__The task__. The entries that follow include a run beginning at the line with "pub fn is_shape(self)" and ending at the line with "at both ends."; restate that run word for word and leave the rest out.

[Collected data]
· · · · ·

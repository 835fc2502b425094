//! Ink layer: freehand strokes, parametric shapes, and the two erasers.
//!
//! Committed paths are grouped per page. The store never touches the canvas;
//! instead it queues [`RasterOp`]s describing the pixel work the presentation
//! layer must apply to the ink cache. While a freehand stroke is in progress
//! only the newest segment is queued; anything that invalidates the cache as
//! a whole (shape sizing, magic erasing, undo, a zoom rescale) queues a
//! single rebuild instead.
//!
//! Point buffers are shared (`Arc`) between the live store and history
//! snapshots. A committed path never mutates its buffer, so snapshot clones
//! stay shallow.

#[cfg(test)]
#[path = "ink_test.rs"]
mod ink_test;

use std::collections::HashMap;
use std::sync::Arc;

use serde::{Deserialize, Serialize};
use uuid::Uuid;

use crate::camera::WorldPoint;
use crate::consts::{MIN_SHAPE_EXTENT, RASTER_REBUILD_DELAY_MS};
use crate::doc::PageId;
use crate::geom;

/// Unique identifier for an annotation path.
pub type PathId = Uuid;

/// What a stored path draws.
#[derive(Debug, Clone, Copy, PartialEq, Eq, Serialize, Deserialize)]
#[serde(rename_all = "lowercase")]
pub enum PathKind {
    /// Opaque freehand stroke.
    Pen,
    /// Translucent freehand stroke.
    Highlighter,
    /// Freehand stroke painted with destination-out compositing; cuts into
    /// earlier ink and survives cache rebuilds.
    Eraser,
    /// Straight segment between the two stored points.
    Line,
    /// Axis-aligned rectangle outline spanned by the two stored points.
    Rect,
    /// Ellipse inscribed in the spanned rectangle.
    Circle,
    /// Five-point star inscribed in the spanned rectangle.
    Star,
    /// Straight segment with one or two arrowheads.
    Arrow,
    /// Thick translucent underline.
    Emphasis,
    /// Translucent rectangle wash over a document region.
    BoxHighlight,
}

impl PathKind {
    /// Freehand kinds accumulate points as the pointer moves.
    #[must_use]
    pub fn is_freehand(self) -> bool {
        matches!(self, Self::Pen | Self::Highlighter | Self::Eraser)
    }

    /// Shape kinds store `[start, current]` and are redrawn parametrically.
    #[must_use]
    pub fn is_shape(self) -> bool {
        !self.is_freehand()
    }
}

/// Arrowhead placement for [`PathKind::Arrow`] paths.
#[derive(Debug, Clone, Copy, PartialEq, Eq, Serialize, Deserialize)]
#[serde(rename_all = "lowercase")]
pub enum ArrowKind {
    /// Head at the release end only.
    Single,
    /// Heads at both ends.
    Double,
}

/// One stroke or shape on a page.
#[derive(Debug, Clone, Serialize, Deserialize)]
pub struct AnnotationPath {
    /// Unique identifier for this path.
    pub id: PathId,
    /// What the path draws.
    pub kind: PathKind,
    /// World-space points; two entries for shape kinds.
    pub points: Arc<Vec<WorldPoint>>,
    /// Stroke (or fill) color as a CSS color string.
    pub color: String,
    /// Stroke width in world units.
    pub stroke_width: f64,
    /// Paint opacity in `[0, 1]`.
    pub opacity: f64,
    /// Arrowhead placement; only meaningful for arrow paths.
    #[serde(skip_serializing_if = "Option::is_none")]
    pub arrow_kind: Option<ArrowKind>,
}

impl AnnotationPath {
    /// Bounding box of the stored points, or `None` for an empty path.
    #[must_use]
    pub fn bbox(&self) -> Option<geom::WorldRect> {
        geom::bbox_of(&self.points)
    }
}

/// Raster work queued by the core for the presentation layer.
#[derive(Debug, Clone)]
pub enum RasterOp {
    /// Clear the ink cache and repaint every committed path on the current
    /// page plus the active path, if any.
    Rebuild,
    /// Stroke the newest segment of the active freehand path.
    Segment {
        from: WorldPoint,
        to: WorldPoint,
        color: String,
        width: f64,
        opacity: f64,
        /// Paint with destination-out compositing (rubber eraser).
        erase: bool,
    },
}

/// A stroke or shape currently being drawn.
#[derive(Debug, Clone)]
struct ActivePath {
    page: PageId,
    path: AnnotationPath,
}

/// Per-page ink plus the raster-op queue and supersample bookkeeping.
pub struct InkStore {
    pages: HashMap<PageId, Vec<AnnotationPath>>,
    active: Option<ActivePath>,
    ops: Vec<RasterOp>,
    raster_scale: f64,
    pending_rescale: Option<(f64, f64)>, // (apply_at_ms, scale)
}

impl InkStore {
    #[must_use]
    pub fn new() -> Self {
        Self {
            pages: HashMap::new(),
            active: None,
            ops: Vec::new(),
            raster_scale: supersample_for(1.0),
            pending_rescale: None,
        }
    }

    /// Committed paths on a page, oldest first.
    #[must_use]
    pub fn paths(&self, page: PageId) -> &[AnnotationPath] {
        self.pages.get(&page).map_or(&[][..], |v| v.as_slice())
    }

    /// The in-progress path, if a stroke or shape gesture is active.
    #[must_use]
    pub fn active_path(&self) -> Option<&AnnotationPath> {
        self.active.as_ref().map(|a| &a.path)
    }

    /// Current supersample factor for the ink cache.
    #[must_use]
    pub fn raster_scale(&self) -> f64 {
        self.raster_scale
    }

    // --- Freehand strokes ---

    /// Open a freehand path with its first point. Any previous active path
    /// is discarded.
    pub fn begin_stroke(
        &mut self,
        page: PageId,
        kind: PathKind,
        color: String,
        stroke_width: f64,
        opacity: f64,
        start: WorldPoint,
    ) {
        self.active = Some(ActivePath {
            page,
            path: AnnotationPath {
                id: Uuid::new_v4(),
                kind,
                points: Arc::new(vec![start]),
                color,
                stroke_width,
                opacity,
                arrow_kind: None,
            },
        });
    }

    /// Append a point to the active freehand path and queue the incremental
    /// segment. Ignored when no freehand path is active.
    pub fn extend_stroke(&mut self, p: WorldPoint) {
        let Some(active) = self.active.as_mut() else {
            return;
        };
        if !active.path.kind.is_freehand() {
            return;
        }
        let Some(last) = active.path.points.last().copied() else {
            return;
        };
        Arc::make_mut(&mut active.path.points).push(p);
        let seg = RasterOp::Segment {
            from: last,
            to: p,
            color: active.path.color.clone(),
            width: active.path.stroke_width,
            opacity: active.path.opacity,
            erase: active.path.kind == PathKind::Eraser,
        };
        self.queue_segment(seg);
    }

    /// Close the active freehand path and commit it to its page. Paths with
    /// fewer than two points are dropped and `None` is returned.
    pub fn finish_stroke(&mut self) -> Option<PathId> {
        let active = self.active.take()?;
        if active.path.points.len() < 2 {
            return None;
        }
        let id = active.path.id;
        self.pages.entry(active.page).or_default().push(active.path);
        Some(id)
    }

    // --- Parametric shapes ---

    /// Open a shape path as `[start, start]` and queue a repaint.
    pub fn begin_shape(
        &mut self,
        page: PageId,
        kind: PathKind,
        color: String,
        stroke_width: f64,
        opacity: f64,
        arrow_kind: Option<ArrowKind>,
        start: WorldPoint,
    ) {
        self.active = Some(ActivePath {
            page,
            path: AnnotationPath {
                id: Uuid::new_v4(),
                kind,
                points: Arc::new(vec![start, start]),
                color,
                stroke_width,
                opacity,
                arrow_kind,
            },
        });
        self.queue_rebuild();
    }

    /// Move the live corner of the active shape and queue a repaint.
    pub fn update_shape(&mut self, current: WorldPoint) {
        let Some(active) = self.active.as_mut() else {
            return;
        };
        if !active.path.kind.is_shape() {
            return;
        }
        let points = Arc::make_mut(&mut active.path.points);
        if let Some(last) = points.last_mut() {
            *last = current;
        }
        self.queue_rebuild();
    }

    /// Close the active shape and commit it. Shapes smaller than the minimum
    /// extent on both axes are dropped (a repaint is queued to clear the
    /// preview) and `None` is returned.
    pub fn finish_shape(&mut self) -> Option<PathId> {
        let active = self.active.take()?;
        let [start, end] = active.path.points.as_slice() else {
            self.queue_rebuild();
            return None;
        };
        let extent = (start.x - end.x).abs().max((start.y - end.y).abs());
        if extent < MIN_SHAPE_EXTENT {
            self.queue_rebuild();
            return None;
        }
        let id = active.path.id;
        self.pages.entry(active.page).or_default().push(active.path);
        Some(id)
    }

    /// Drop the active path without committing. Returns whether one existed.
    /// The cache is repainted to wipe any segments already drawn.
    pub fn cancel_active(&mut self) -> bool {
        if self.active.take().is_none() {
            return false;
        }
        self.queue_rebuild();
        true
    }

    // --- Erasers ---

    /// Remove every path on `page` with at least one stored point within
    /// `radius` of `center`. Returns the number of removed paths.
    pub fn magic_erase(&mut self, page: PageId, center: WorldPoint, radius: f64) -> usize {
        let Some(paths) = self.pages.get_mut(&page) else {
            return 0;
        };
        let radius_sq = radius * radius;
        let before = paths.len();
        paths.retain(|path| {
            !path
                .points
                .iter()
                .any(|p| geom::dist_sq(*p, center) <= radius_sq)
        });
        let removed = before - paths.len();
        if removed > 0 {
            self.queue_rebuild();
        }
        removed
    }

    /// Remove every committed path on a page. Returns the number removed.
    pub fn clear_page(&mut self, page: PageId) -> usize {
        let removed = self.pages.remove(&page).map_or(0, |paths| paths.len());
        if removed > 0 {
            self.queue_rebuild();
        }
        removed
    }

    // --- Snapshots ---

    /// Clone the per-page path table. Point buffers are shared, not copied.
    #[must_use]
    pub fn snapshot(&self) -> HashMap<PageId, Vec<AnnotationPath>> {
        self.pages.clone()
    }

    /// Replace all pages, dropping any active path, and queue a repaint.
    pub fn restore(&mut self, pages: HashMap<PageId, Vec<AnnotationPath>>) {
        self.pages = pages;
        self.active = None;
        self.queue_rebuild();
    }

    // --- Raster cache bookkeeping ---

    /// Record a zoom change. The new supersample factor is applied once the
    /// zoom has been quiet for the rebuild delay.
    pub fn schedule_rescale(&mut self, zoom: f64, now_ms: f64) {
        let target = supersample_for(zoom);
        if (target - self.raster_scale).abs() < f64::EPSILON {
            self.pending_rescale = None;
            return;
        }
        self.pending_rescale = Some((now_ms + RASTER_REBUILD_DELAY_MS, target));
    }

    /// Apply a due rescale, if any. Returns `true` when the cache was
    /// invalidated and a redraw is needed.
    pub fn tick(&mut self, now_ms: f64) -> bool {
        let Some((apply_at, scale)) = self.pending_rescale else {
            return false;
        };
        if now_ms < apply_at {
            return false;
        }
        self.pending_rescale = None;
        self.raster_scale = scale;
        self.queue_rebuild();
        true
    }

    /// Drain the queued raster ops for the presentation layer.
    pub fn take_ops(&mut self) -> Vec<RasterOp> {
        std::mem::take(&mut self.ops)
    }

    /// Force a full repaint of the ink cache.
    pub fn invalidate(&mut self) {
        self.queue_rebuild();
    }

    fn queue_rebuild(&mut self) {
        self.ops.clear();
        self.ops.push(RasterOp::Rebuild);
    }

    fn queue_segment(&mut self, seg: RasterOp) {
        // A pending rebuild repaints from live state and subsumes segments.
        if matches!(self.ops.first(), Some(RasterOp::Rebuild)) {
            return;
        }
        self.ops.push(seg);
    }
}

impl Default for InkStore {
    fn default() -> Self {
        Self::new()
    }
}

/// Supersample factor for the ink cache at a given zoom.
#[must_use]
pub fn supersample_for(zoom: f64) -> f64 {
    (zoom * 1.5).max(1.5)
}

· · · · ·

__Response below__.
    pub fn is_shape(self) -> bool {
        !self.is_freehand()
    }
}

/// Arrowhead placement for [`PathKind::Arrow`] paths.
#[derive(Debug, Clone, Copy, PartialEq, Eq, Serialize, Deserialize)]
#[serde(rename_all = "lowercase")]
pub enum ArrowKind {
    /// Head at the release end only.
    Single,
    /// Heads at both ends.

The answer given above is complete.